INFORMATION GIVEN.
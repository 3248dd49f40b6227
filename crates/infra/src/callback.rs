//! Local OAuth callback listener
//!
//! Short-lived HTTP server that receives the provider redirect during
//! interactive authorization. It serves exactly one `GET /callback`, hands
//! the query parameters to the waiting flow over a channel, renders a
//! static confirmation page, and tears the listener down. The port is also
//! released on timeout, so a second login attempt can bind it again.

use std::net::SocketAddr;
use std::time::Duration;

use async_trait::async_trait;
use axum::extract::{Query, State};
use axum::response::Html;
use axum::routing::get;
use axum::Router;
use serde::Deserialize;
use thiserror::Error;
use tokio::net::TcpListener;
use tokio::sync::mpsc;
use tracing::{info, warn};
use vaultwatch_common::auth::traits::{
    AuthorizationFlow, AuthorizationFlowError, AuthorizationResult,
};
use vaultwatch_domain::constants::{AUTHORIZE_TIMEOUT_SECS, REDIRECT_PORT};

/// Query parameters the provider may attach to the redirect.
///
/// Exactly one of `code` or `error` is present on a well-formed callback.
#[derive(Debug, Clone, Deserialize)]
pub struct CallbackData {
    pub code: Option<String>,
    pub state: Option<String>,
    pub error: Option<String>,
    pub error_description: Option<String>,
}

#[derive(Debug, Error)]
pub enum CallbackError {
    #[error("failed to bind callback listener: {0}")]
    Bind(#[from] std::io::Error),
    #[error("no authorization callback received within {0:?}")]
    Timeout(Duration),
    #[error("callback listener stopped before a request arrived")]
    Closed,
}

const SUCCESS_PAGE: &str = "<!DOCTYPE html><html><head><title>VaultWatch</title></head>\
<body style=\"font-family: sans-serif; text-align: center; margin-top: 4em;\">\
<h1>Authorization complete</h1>\
<p>You can close this window and return to VaultWatch.</p>\
</body></html>";

const DENIED_PAGE: &str = "<!DOCTYPE html><html><head><title>VaultWatch</title></head>\
<body style=\"font-family: sans-serif; text-align: center; margin-top: 4em;\">\
<h1>Authorization was not completed</h1>\
<p>You can close this window and retry from VaultWatch.</p>\
</body></html>";

async fn handle_callback(
    State(tx): State<mpsc::Sender<CallbackData>>,
    Query(data): Query<CallbackData>,
) -> Html<&'static str> {
    let page = if data.error.is_some() { DENIED_PAGE } else { SUCCESS_PAGE };
    // A second hit after the first has resolved the waiter is ignored.
    let _ = tx.try_send(data);
    Html(page)
}

/// Bound-but-not-yet-serving callback listener.
///
/// Binding is separated from waiting so the caller can confirm the port is
/// ours before opening the browser.
pub struct CallbackReceiver {
    listener: TcpListener,
    addr: SocketAddr,
}

impl CallbackReceiver {
    /// Bind the listener on `127.0.0.1:port`. Port 0 picks a free port.
    ///
    /// # Errors
    /// Returns [`CallbackError::Bind`] when the port is taken.
    pub async fn bind(port: u16) -> Result<Self, CallbackError> {
        let listener = TcpListener::bind(("127.0.0.1", port)).await?;
        let addr = listener.local_addr()?;
        Ok(Self { listener, addr })
    }

    /// The bound address, for building the redirect URI in tests.
    #[must_use]
    pub fn local_addr(&self) -> SocketAddr {
        self.addr
    }

    /// Serve until one callback arrives or the timeout elapses.
    ///
    /// The server task is aborted on every exit path, including timeout.
    ///
    /// # Errors
    /// Returns [`CallbackError::Timeout`] when no redirect arrives in time.
    pub async fn wait_for_code(self, timeout: Duration) -> Result<CallbackData, CallbackError> {
        let (tx, mut rx) = mpsc::channel::<CallbackData>(1);

        let app = Router::new().route("/callback", get(handle_callback)).with_state(tx);

        info!(addr = %self.addr, "Waiting for OAuth callback");
        let server = tokio::spawn(async move {
            let _ = axum::serve(self.listener, app).await;
        });

        let outcome = tokio::select! {
            received = rx.recv() => received.ok_or(CallbackError::Closed),
            () = tokio::time::sleep(timeout) => Err(CallbackError::Timeout(timeout)),
        };

        server.abort();
        outcome
    }
}

/// Production [`AuthorizationFlow`]: system browser plus local listener.
pub struct BrowserAuthorizationFlow {
    port: u16,
    timeout: Duration,
}

impl BrowserAuthorizationFlow {
    #[must_use]
    pub fn new(port: u16, timeout: Duration) -> Self {
        Self { port, timeout }
    }
}

impl Default for BrowserAuthorizationFlow {
    fn default() -> Self {
        Self::new(REDIRECT_PORT, Duration::from_secs(AUTHORIZE_TIMEOUT_SECS))
    }
}

#[async_trait]
impl AuthorizationFlow for BrowserAuthorizationFlow {
    async fn authorize(
        &self,
        auth_url: &str,
    ) -> Result<AuthorizationResult, AuthorizationFlowError> {
        // Listener goes up before the browser so the redirect cannot race it.
        let receiver = CallbackReceiver::bind(self.port)
            .await
            .map_err(|e| AuthorizationFlowError::Failed(e.to_string()))?;

        if let Err(e) = webbrowser::open(auth_url) {
            // The user can still paste the URL by hand; keep waiting.
            warn!(error = %e, url = auth_url, "Could not open browser, open the URL manually");
        }

        let data = receiver.wait_for_code(self.timeout).await.map_err(|e| match e {
            CallbackError::Timeout(_) => AuthorizationFlowError::Timeout,
            other => AuthorizationFlowError::Failed(other.to_string()),
        })?;

        if let Some(error) = data.error {
            let reason = data.error_description.unwrap_or(error);
            return Err(AuthorizationFlowError::Denied(reason));
        }

        match (data.code, data.state) {
            (Some(code), Some(state)) => Ok(AuthorizationResult { code, state }),
            _ => Err(AuthorizationFlowError::Failed(
                "callback arrived without code or state".to_string(),
            )),
        }
    }
}

#[cfg(test)]
mod tests {
    //! Integration-style tests driving the listener over loopback HTTP.
    use super::*;

    #[tokio::test]
    async fn callback_with_code_resolves_the_waiter() {
        let receiver = CallbackReceiver::bind(0).await.unwrap();
        let addr = receiver.local_addr();

        let wait = tokio::spawn(receiver.wait_for_code(Duration::from_secs(5)));

        let url = format!("http://{addr}/callback?code=auth-code&state=xyz");
        let body = reqwest::get(&url).await.unwrap().text().await.unwrap();
        assert!(body.contains("Authorization complete"));

        let data = wait.await.unwrap().unwrap();
        assert_eq!(data.code.as_deref(), Some("auth-code"));
        assert_eq!(data.state.as_deref(), Some("xyz"));
        assert!(data.error.is_none());
    }

    #[tokio::test]
    async fn callback_with_error_carries_the_denial() {
        let receiver = CallbackReceiver::bind(0).await.unwrap();
        let addr = receiver.local_addr();

        let wait = tokio::spawn(receiver.wait_for_code(Duration::from_secs(5)));

        let url = format!(
            "http://{addr}/callback?error=access_denied&error_description=user%20said%20no&state=xyz"
        );
        let body = reqwest::get(&url).await.unwrap().text().await.unwrap();
        assert!(body.contains("not completed"));

        let data = wait.await.unwrap().unwrap();
        assert!(data.code.is_none());
        assert_eq!(data.error.as_deref(), Some("access_denied"));
        assert_eq!(data.error_description.as_deref(), Some("user said no"));
    }

    #[tokio::test]
    async fn timeout_releases_the_port() {
        let receiver = CallbackReceiver::bind(0).await.unwrap();
        let addr = receiver.local_addr();

        let result = receiver.wait_for_code(Duration::from_millis(50)).await;
        assert!(matches!(result, Err(CallbackError::Timeout(_))));

        // The listener is gone, so the same port binds again.
        let rebound = CallbackReceiver::bind(addr.port()).await;
        assert!(rebound.is_ok());
    }
}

TASK STATEMENT.
A single figure is required: the number of lines in the data above in which the word "second" appears.

RESULT BELOW.
2